The team conducted a retrospective study using 852 pediatric cases with known causative variants using explainable AI variant interpretation software for secondary and tertiary analyses. They evaluated the new AI model and compared it to previous versions. They found that both AI versions were successful in prioritizing causative mutations in patient cases, with version 1 ranking 98.3% and version 2 ranking 98.8% at the top (‘most likely’). Considering all prioritized predictions, both models achieved 99% capture of causal variants. We also found that the new AI version had improved specificity, detecting 100% of the top 10 reported variants, compared to the older version, which detected 94% of variants.
“This is an important milestone,” Loureiro said. “Evidence supports the use of AI-powered variant analysis to prioritize variants quickly and with unprecedented accuracy in a large number of cases.”
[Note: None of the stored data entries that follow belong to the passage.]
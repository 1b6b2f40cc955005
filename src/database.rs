use rusqlite::Connection;
use serde::de::DeserializeOwned;
use serde::Serialize;
use std::cell::RefCell;
use std::collections::HashMap;
use std::path::PathBuf;
use thiserror::Error;

/// Storage key for the full task collection.
pub const TASKS_KEY: &str = "tasks";
/// Storage key for the full event collection.
pub const EVENTS_KEY: &str = "events";
/// Storage key for the blog post collection.
pub const POSTS_KEY: &str = "posts";

#[derive(Debug, Error)]
pub enum StorageError {
    #[error("SQLite error: {0}")]
    SqliteError(#[from] rusqlite::Error),
    #[error("Failed to create database directory: {0}")]
    DirectoryError(String),
    #[error("Failed to serialize snapshot: {0}")]
    SerializeError(#[from] serde_json::Error),
}

/// Key/value snapshot storage.
///
/// Each key holds one whole collection as a JSON array; writes replace the
/// previous snapshot, there are no incremental updates. Implementations are
/// selected at construction time: `Database` for on-disk persistence,
/// `MemoryStore` for tests and throwaway sessions.
pub trait SnapshotStore {
    /// Read the raw snapshot under `key`, or `None` when absent/unreadable.
    fn load_raw(&self, key: &str) -> Option<String>;
    /// Replace the snapshot under `key`.
    fn save_raw(&self, key: &str, value: &str) -> Result<(), StorageError>;
}

/// Load and parse a snapshot. Read and parse failures both degrade to
/// `None`; the caller decides whether that means "empty" or "seed data".
pub fn load_snapshot<T: DeserializeOwned>(store: &dyn SnapshotStore, key: &str) -> Option<T> {
    let raw = store.load_raw(key)?;
    match serde_json::from_str(&raw) {
        Ok(value) => Some(value),
        Err(err) => {
            tracing::warn!(key, %err, "discarding unreadable snapshot");
            None
        }
    }
}

/// Serialize and store a snapshot, best-effort. Failures are logged and
/// swallowed; persistence never blocks a mutation.
pub fn save_snapshot<T: Serialize>(store: &dyn SnapshotStore, key: &str, value: &T) {
    let result = serde_json::to_string(value)
        .map_err(StorageError::from)
        .and_then(|json| store.save_raw(key, &json));
    if let Err(err) = result {
        tracing::warn!(key, %err, "failed to persist snapshot");
    }
}

pub struct Database {
    conn: Connection,
}

impl Database {
    /// Open (or create) the snapshot database at `path` and initialize the
    /// schema.
    pub fn new(path: &str) -> Result<Self, StorageError> {
        let db_path = PathBuf::from(path);

        // Create parent directory if it doesn't exist
        if let Some(parent) = db_path.parent() {
            if !parent.exists() {
                std::fs::create_dir_all(parent)
                    .map_err(|e| StorageError::DirectoryError(e.to_string()))?;
            }
        }

        let conn = Connection::open(&db_path)?;

        let db = Database { conn };
        db.initialize_schema()?;

        Ok(db)
    }

    /// Open an in-process database that is discarded on drop.
    pub fn in_memory() -> Result<Self, StorageError> {
        let conn = Connection::open_in_memory()?;
        let db = Database { conn };
        db.initialize_schema()?;
        Ok(db)
    }

    fn initialize_schema(&self) -> Result<(), StorageError> {
        self.conn.execute(
            "CREATE TABLE IF NOT EXISTS snapshots (
                key             TEXT PRIMARY KEY,
                value           TEXT NOT NULL,
                updated_at      TEXT NOT NULL
            )",
            [],
        )?;
        Ok(())
    }
}

impl SnapshotStore for Database {
    fn load_raw(&self, key: &str) -> Option<String> {
        let result = self.conn.query_row(
            "SELECT value FROM snapshots WHERE key = ?1",
            rusqlite::params![key],
            |row| row.get(0),
        );
        match result {
            Ok(value) => Some(value),
            Err(rusqlite::Error::QueryReturnedNoRows) => None,
            Err(err) => {
                tracing::warn!(key, %err, "snapshot read failed");
                None
            }
        }
    }

    fn save_raw(&self, key: &str, value: &str) -> Result<(), StorageError> {
        self.conn.execute(
            "INSERT INTO snapshots (key, value, updated_at) VALUES (?1, ?2, ?3)
             ON CONFLICT(key) DO UPDATE SET value = ?2, updated_at = ?3",
            rusqlite::params![
                key,
                value,
                chrono::Utc::now().format("%Y-%m-%d %H:%M:%S").to_string()
            ],
        )?;
        Ok(())
    }
}

/// In-memory snapshot store. Used in tests and wherever no durable storage
/// is available; nothing survives the process.
#[derive(Debug, Default)]
pub struct MemoryStore {
    map: RefCell<HashMap<String, String>>,
}

impl MemoryStore {
    pub fn new() -> Self {
        Self::default()
    }
}

impl SnapshotStore for MemoryStore {
    fn load_raw(&self, key: &str) -> Option<String> {
        self.map.borrow().get(key).cloned()
    }

    fn save_raw(&self, key: &str, value: &str) -> Result<(), StorageError> {
        self.map
            .borrow_mut()
            .insert(key.to_string(), value.to_string());
        Ok(())
    }
}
Marshall hopes that AI can go a step further than variant interpretation and support the collection of structured phenotypes from clinical records to further improve the accuracy of variant interpretation. Of course, some degree of human oversight is still required, especially for variants with low penetrance or with questionable sequence or mapping quality. “AI is poised to have a major impact on rare disease diagnosis,” Marshall says. “However, we also found that detailed human evaluation is required before full integration. The key, and the main challenge, is to design robust validation and use it responsibly.”
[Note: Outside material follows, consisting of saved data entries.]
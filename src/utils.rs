use chrono::{NaiveDate, NaiveTime};
use directories::{BaseDirs, ProjectDirs};
use std::path::PathBuf;

/// Profile mode for the application (dev or prod)
#[derive(Debug, Clone, Copy, PartialEq, Eq)]
pub enum Profile {
    Dev,
    Prod,
}

/// Get the configuration directory path for qplan
/// If profile is Dev, uses "qplan-dev" instead of "qplan"
pub fn get_config_dir(profile: Profile) -> Option<PathBuf> {
    let app_name = match profile {
        Profile::Dev => "qplan-dev",
        Profile::Prod => "qplan",
    };
    ProjectDirs::from("com", "qplan", app_name).map(|dirs| dirs.config_dir().to_path_buf())
}

/// Get the data directory path for qplan
/// If profile is Dev, uses "qplan-dev" instead of "qplan"
pub fn get_data_dir(profile: Profile) -> Option<PathBuf> {
    let app_name = match profile {
        Profile::Dev => "qplan-dev",
        Profile::Prod => "qplan",
    };
    ProjectDirs::from("com", "qplan", app_name).map(|dirs| dirs.data_dir().to_path_buf())
}

/// Expand `~` in a path string to the user's home directory
pub fn expand_path(path: &str) -> PathBuf {
    if path.starts_with("~/") {
        if let Some(home) = BaseDirs::new().map(|d| d.home_dir().to_path_buf()) {
            return home.join(&path[2..]);
        }
    }
    PathBuf::from(path)
}

/// Parse a date string in ISO 8601 format (YYYY-MM-DD)
pub fn parse_date(date_str: &str) -> Result<NaiveDate, chrono::ParseError> {
    NaiveDate::parse_from_str(date_str, "%Y-%m-%d")
}

/// Parse a time-of-day string in HH:MM format
pub fn parse_time(time_str: &str) -> Result<NaiveTime, chrono::ParseError> {
    NaiveTime::parse_from_str(time_str, "%H:%M")
}

/// Today's date on the local wall clock
pub fn today() -> NaiveDate {
    chrono::Local::now().date_naive()
}

/// Format accrued timer seconds as HH:MM:SS
pub fn format_duration(total_seconds: u64) -> String {
    let hours = total_seconds / 3600;
    let minutes = (total_seconds % 3600) / 60;
    let seconds = total_seconds % 60;
    format!("{hours:02}:{minutes:02}:{seconds:02}")
}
More answers are possible when data is shared
To expand the potential impact of AI variant interpretation, Loureiro and Marshall are also developing a shared data network among Canadian laboratories. Because rare diseases affect so few people, clinicians may have never encountered the patient’s symptoms before, and gene-disease associations may not yet have been captured in the databases used by genome analysis software. Even comprehensive databases like ClinVar and gnomAD have gaps when it comes to rare disease variants. This makes diagnosing rare diseases extremely difficult. Shared data networks allow laboratories to pool anonymized patient data and apply matching algorithms to find unrelated individuals with similar phenotypes or genetic variations. This approach can help break down clinical and geographic silos and uncover variants of unknown significance, allowing laboratory technicians to identify patterns that would otherwise remain hidden and improve diagnostic potential.
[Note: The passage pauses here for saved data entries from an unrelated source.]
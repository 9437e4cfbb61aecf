fn main() {
    if let Err(err) = trace_dependency_diagram::run() {
        eprintln!("error: {err}");
        std::process::exit(1);
    }
}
“We are already seeing the benefits of a shared data network for patients,” Marshall says. “Even with just a few thousand samples, gnomAD This is extremely valuable for mutation evaluation. For example, if my patient has a rare mutation identified in another patient in the network, but the phenotype does not match, it can help rule it out. And if there is a match, it can help determine the diagnosis.” Data sharing has clear benefits, but it also raises important privacy challenges, such as information management, patient consent, and inter-institutional data agreements. Addressing these considerations and demonstrating clear clinical value is essential to expanding these networks.
Loureiro and Marshall believe that AI-assisted mutation analysis technology and shared data networks have the potential to provide more accurate and timely diagnoses, advance scientific research, accelerate the discovery of rare diseases, and ultimately facilitate diagnosis for rare disease patients and their families.